use sqlx::postgres::{PgPool, PgPoolOptions};
use std::future::Future;
use std::pin::Pin;
use std::sync::Arc;

pub struct DatabaseManager {
    pub pool: Arc<PgPool>,
}

impl DatabaseManager {
    /// 데이터베이스 매니저 생성
    pub async fn new() -> Self {
        let database_url = std::env::var("DATABASE_URL").expect("DATABASE_URL must be set");
        let pool = PgPoolOptions::new()
            .max_connections(5)
            .connect(&database_url)
            .await
            .expect("Failed to create pool");
        Self {
            pool: Arc::new(pool),
        }
    }

    /// 데이터베이스 풀 가져오기
    pub fn get_pool(&self) -> Arc<PgPool> {
        Arc::clone(&self.pool)
    }

    /// 트랜잭션 실행
    pub async fn transaction<F, R, E>(&self, f: F) -> Result<R, E>
    where
        F: for<'c> FnOnce(
            &'c mut sqlx::Transaction<'_, sqlx::Postgres>,
        ) -> Pin<Box<dyn Future<Output = Result<R, E>> + Send + 'c>>,
        E: From<sqlx::Error>,
    {
        let mut tx = self.pool.begin().await?;
        let result = f(&mut tx).await;
        match result {
            Ok(r) => {
                tx.commit().await?;
                Ok(r)
            }
            Err(e) => {
                tx.rollback().await?;
                Err(e)
            }
        }
    }

    /// 데이터베이스 초기화 (기존 테이블 재생성, 서비스 부팅 시 1회)
    pub async fn initialize_database(&self) -> Result<(), sqlx::Error> {
        // 00-recreate-db.sql 실행
        let recreate_db_sql = include_str!("../sql/00-recreate-db.sql");
        self.execute_multi_query(recreate_db_sql).await?;

        self.ensure_schema().await
    }

    /// 스키마 보장 (멱등, 테스트에서도 사용)
    pub async fn ensure_schema(&self) -> Result<(), sqlx::Error> {
        // 01-create-schema.sql 실행
        let create_schema_sql = include_str!("../sql/01-create-schema.sql");
        self.execute_multi_query(create_schema_sql).await
    }

    /// 여러 쿼리 실행
    async fn execute_multi_query(&self, sql: &str) -> Result<(), sqlx::Error> {
        for query in sql.split(';') {
            let query = query.trim();
            if !query.is_empty() {
                sqlx::query(query).execute(&*self.pool).await?;
            }
        }
        Ok(())
    }

    pub fn pool(&self) -> &PgPool {
        &self.pool
    }
}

_Task to complete_
Exactly as written, transcribe every line shown above.

_Solution for this exercise_
use sqlx::postgres::{PgPool, PgPoolOptions};
use std::future::Future;
use std::pin::Pin;
use std::sync::Arc;

pub struct DatabaseManager {
    pub pool: Arc<PgPool>,
}

impl DatabaseManager {
    /// 데이터베이스 매니저 생성
    pub async fn new() -> Self {
        let database_url = std::env::var("DATABASE_URL").expect("DATABASE_URL must be set");
        let pool = PgPoolOptions::new()
            .max_connections(5)
            .connect(&database_url)
            .await
            .expect("Failed to create pool");
        Self {
            pool: Arc::new(pool),
        }
    }

    /// 데이터베이스 풀 가져오기
    pub fn get_pool(&self) -> Arc<PgPool> {
        Arc::clone(&self.pool)
    }

    /// 트랜잭션 실행
    pub async fn transaction<F, R, E>(&self, f: F) -> Result<R, E>
    where
        F: for<'c> FnOnce(
            &'c mut sqlx::Transaction<'_, sqlx::Postgres>,
        ) -> Pin<Box<dyn Future<Output = Result<R, E>> + Send + 'c>>,
        E: From<sqlx::Error>,
    {
        let mut tx = self.pool.begin().await?;
        let result = f(&mut tx).await;
        match result {
            Ok(r) => {
                tx.commit().await?;
                Ok(r)
            }
            Err(e) => {
                tx.rollback().await?;
                Err(e)
            }
        }
    }

    /// 데이터베이스 초기화 (기존 테이블 재생성, 서비스 부팅 시 1회)
    pub async fn initialize_database(&self) -> Result<(), sqlx::Error> {
        // 00-recreate-db.sql 실행
        let recreate_db_sql = include_str!("../sql/00-recreate-db.sql");
        self.execute_multi_query(recreate_db_sql).await?;

        self.ensure_schema().await
    }

    /// 스키마 보장 (멱등, 테스트에서도 사용)
    pub async fn ensure_schema(&self) -> Result<(), sqlx::Error> {
        // 01-create-schema.sql 실행
        let create_schema_sql = include_str!("../sql/01-create-schema.sql");
        self.execute_multi_query(create_schema_sql).await
    }

    /// 여러 쿼리 실행
    async fn execute_multi_query(&self, sql: &str) -> Result<(), sqlx::Error> {
        for query in sql.split(';') {
            let query = query.trim();
            if !query.is_empty() {
                sqlx::query(query).execute(&*self.pool).await?;
            }
        }
        Ok(())
    }

    pub fn pool(&self) -> &PgPool {
        &self.pool
    }
}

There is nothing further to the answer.